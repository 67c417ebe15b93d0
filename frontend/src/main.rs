use leptos::prelude::*;
use portal_frontend::App;

// Use lol_alloc as the global allocator for smaller WASM size
#[cfg(target_arch = "wasm32")]
use lol_alloc::{AssumeSingleThreaded, FreeListAllocator};

#[cfg(target_arch = "wasm32")]
#[global_allocator]
static ALLOCATOR: AssumeSingleThreaded<FreeListAllocator> =
    unsafe { AssumeSingleThreaded::new(FreeListAllocator::new()) };

pub fn main() {
    console_error_panic_hook::set_once();
    if let Err(e) = console_log::init_with_level(log::Level::Debug) {
        web_sys::console::error_1(&format!("logger init failed: {}", e).into());
    }
    mount_to_body(App);
}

Work request
Look above for the line containing "use leptos::prelude::*;" and the line containing "static ALLOCATOR: AssumeSingleThreaded<FreeListAllocator>". Transcribe both, with the lines between them, exactly.

Exercise output
use leptos::prelude::*;
use portal_frontend::App;

// Use lol_alloc as the global allocator for smaller WASM size
#[cfg(target_arch = "wasm32")]
use lol_alloc::{AssumeSingleThreaded, FreeListAllocator};

#[cfg(target_arch = "wasm32")]
#[global_allocator]
static ALLOCATOR: AssumeSingleThreaded<FreeListAllocator> =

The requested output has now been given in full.